WORK REQUIRED - In full and without alteration, return the records below.

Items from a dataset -
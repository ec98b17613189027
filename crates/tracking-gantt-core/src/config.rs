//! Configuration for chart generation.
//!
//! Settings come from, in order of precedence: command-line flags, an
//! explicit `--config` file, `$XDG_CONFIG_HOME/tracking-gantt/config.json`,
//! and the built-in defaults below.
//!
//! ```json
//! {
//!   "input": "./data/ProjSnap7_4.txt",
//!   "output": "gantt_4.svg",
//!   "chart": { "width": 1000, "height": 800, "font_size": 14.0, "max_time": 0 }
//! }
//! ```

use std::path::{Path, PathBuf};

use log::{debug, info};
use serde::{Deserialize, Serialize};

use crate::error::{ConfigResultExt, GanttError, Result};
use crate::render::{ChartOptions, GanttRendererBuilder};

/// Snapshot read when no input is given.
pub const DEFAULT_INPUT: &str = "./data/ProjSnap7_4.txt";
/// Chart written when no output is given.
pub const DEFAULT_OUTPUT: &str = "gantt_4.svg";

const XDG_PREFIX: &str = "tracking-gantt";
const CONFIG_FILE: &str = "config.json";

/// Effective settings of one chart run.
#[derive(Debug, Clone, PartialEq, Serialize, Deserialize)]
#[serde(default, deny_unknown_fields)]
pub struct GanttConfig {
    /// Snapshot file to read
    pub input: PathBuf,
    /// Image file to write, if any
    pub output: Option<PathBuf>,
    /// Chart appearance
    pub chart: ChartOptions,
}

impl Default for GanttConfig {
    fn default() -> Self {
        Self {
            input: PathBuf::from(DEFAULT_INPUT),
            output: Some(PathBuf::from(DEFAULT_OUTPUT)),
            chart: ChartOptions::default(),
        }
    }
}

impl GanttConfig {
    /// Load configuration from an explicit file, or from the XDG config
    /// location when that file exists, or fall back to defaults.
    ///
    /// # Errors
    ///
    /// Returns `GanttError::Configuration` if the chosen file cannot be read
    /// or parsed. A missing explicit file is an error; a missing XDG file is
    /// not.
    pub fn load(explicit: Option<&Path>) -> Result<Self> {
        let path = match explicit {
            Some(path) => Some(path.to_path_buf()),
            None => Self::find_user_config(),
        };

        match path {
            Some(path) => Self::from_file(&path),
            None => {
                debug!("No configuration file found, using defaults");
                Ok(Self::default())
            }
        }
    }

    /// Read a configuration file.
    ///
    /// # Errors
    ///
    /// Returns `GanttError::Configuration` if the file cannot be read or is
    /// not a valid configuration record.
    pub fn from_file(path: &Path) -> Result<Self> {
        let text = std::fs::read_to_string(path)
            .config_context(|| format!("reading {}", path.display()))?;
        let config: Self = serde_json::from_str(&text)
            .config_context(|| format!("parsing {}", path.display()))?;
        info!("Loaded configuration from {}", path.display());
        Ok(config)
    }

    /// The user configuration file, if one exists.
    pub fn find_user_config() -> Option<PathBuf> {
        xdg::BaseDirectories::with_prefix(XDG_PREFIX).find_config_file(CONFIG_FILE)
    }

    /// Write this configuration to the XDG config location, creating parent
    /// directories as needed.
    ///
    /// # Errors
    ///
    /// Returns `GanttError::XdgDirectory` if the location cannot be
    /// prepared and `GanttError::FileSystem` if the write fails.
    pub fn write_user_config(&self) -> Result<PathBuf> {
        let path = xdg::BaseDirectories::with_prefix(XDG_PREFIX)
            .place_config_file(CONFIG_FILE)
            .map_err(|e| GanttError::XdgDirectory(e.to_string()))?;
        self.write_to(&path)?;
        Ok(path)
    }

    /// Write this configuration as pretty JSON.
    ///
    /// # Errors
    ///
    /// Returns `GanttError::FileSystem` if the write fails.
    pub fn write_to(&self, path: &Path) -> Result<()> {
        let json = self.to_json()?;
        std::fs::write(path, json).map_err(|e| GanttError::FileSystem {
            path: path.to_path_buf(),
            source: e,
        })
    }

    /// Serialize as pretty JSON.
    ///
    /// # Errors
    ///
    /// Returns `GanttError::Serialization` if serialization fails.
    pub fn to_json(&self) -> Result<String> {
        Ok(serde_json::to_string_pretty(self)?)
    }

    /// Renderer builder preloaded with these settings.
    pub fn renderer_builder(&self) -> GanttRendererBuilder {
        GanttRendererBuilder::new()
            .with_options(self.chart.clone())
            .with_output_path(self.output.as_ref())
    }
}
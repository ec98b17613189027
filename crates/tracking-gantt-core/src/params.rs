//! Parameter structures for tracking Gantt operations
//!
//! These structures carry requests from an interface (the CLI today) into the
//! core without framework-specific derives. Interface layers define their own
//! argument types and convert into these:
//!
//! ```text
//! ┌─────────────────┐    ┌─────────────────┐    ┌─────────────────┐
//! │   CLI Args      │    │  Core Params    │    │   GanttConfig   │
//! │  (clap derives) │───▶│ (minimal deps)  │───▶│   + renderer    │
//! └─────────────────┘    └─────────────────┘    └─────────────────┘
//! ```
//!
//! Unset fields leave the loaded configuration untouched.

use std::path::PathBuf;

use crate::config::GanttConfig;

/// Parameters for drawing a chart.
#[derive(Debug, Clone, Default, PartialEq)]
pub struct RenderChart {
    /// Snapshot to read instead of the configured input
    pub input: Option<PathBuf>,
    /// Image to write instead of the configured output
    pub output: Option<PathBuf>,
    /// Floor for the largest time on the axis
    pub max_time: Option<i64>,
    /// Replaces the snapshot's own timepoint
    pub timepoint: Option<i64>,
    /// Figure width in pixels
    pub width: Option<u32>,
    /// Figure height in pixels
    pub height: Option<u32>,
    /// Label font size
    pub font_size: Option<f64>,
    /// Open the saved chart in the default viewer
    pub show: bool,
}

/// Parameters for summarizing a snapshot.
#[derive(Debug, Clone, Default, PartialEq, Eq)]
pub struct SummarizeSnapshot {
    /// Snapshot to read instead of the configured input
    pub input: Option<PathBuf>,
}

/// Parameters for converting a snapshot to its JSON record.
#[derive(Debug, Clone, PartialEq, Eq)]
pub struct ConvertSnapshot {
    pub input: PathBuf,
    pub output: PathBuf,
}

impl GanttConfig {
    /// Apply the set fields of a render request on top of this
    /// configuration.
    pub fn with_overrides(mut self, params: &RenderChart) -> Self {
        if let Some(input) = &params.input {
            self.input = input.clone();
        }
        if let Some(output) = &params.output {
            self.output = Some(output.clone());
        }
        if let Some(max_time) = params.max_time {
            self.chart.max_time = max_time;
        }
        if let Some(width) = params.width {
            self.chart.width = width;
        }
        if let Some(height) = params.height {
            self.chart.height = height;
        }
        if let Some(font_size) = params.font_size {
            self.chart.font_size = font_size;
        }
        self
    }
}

TASK RESULT -
repository ec98b17613189027
filename crates/tracking-gantt-core/src/config.rs
//! Configuration for chart generation.
//!
//! Settings come from, in order of precedence: command-line flags, an
//! explicit `--config` file, `$XDG_CONFIG_HOME/tracking-gantt/config.json`,
//! and the built-in defaults below.
//!
//! ```json
//! {
//!   "input": "./data/ProjSnap7_4.txt",
//!   "output": "gantt_4.svg",
//!   "chart": { "width": 1000, "height": 800, "font_size": 14.0, "max_time": 0 }
//! }
//! ```

use std::path::{Path, PathBuf};

use log::{debug, info};
use serde::{Deserialize, Serialize};

use crate::error::{ConfigResultExt, GanttError, Result};
use crate::render::{ChartOptions, GanttRendererBuilder};

/// Snapshot read when no input is given.
pub const DEFAULT_INPUT: &str = "./data/ProjSnap7_4.txt";
/// Chart written when no output is given.
pub const DEFAULT_OUTPUT: &str = "gantt_4.svg";

const XDG_PREFIX: &str = "tracking-gantt";
const CONFIG_FILE: &str = "config.json";

/// Effective settings of one chart run.
#[derive(Debug, Clone, PartialEq, Serialize, Deserialize)]
#[serde(default, deny_unknown_fields)]
pub struct GanttConfig {
    /// Snapshot file to read
    pub input: PathBuf,
    /// Image file to write, if any
    pub output: Option<PathBuf>,
    /// Chart appearance
    pub chart: ChartOptions,
}

impl Default for GanttConfig {
    fn default() -> Self {
        Self {
            input: PathBuf::from(DEFAULT_INPUT),
            output: Some(PathBuf::from(DEFAULT_OUTPUT)),
            chart: ChartOptions::default(),
        }
    }
}

impl GanttConfig {
    /// Load configuration from an explicit file, or from the XDG config
    /// location when that file exists, or fall back to defaults.
    ///
    /// # Errors
    ///
    /// Returns `GanttError::Configuration` if the chosen file cannot be read
    /// or parsed. A missing explicit file is an error; a missing XDG file is
    /// not.
    pub fn load(explicit: Option<&Path>) -> Result<Self> {
        let path = match explicit {
            Some(path) => Some(path.to_path_buf()),
            None => Self::find_user_config(),
        };

        match path {
            Some(path) => Self::from_file(&path),
            None => {
                debug!("No configuration file found, using defaults");
                Ok(Self::default())
            }
        }
    }

    /// Read a configuration file.
    ///
    /// # Errors
    ///
    /// Returns `GanttError::Configuration` if the file cannot be read or is
    /// not a valid configuration record.
    pub fn from_file(path: &Path) -> Result<Self> {
        let text = std::fs::read_to_string(path)
            .config_context(|| format!("reading {}", path.display()))?;
        let config: Self = serde_json::from_str(&text)
            .config_context(|| format!("parsing {}", path.display()))?;
        info!("Loaded configuration from {}", path.display());
        Ok(config)
    }

    /// The user configuration file, if one exists.
    pub fn find_user_config() -> Option<PathBuf> {
        xdg::BaseDirectories::with_prefix(XDG_PREFIX).find_config_file(CONFIG_FILE)
    }

    /// Write this configuration to the XDG config location, creating parent
    /// directories as needed.
    ///
    /// # Errors
    ///
    /// Returns `GanttError::XdgDirectory` if the location cannot be
    /// prepared and `GanttError::FileSystem` if the write fails.
    pub fn write_user_config(&self) -> Result<PathBuf> {
        let path = xdg::BaseDirectories::with_prefix(XDG_PREFIX)
            .place_config_file(CONFIG_FILE)
            .map_err(|e| GanttError::XdgDirectory(e.to_string()))?;
        self.write_to(&path)?;
        Ok(path)
    }

    /// Write this configuration as pretty JSON.
    ///
    /// # Errors
    ///
    /// Returns `GanttError::FileSystem` if the write fails.
    pub fn write_to(&self, path: &Path) -> Result<()> {
        let json = self.to_json()?;
        std::fs::write(path, json).map_err(|e| GanttError::FileSystem {
            path: path.to_path_buf(),
            source: e,
        })
    }

    /// Serialize as pretty JSON.
    ///
    /// # Errors
    ///
    /// Returns `GanttError::Serialization` if serialization fails.
    pub fn to_json(&self) -> Result<String> {
        Ok(serde_json::to_string_pretty(self)?)
    }

    /// Renderer builder preloaded with these settings.
    pub fn renderer_builder(&self) -> GanttRendererBuilder {
        GanttRendererBuilder::new()
            .with_options(self.chart.clone())
            .with_output_path(self.output.as_ref())
    }
}
repository ec98b17613189027
filename crates/tracking-gantt-core/src/params.rs
//! Parameter structures for tracking Gantt operations
//!
//! These structures carry requests from an interface (the CLI today) into the
//! core without framework-specific derives. Interface layers define their own
//! argument types and convert into these:
//!
//! ```text
//! ┌─────────────────┐    ┌─────────────────┐    ┌─────────────────┐
//! │   CLI Args      │    │  Core Params    │    │   GanttConfig   │
//! │  (clap derives) │───▶│ (minimal deps)  │───▶│   + renderer    │
//! └─────────────────┘    └─────────────────┘    └─────────────────┘
//! ```
//!
//! Unset fields leave the loaded configuration untouched.

use std::path::PathBuf;

use crate::config::GanttConfig;

/// Parameters for drawing a chart.
#[derive(Debug, Clone, Default, PartialEq)]
pub struct RenderChart {
    /// Snapshot to read instead of the configured input
    pub input: Option<PathBuf>,
    /// Image to write instead of the configured output
    pub output: Option<PathBuf>,
    /// Floor for the largest time on the axis
    pub max_time: Option<i64>,
    /// Replaces the snapshot's own timepoint
    pub timepoint: Option<i64>,
    /// Figure width in pixels
    pub width: Option<u32>,
    /// Figure height in pixels
    pub height: Option<u32>,
    /// Label font size
    pub font_size: Option<f64>,
    /// Open the saved chart in the default viewer
    pub show: bool,
}

/// Parameters for summarizing a snapshot.
#[derive(Debug, Clone, Default, PartialEq, Eq)]
pub struct SummarizeSnapshot {
    /// Snapshot to read instead of the configured input
    pub input: Option<PathBuf>,
}

/// Parameters for converting a snapshot to its JSON record.
#[derive(Debug, Clone, PartialEq, Eq)]
pub struct ConvertSnapshot {
    pub input: PathBuf,
    pub output: PathBuf,
}

impl GanttConfig {
    /// Apply the set fields of a render request on top of this
    /// configuration.
    pub fn with_overrides(mut self, params: &RenderChart) -> Self {
        if let Some(input) = &params.input {
            self.input = input.clone();
        }
        if let Some(output) = &params.output {
            self.output = Some(output.clone());
        }
        if let Some(max_time) = params.max_time {
            self.chart.max_time = max_time;
        }
        if let Some(width) = params.width {
            self.chart.width = width;
        }
        if let Some(height) = params.height {
            self.chart.height = height;
        }
        if let Some(font_size) = params.font_size {
            self.chart.font_size = font_size;
        }
        self
    }
}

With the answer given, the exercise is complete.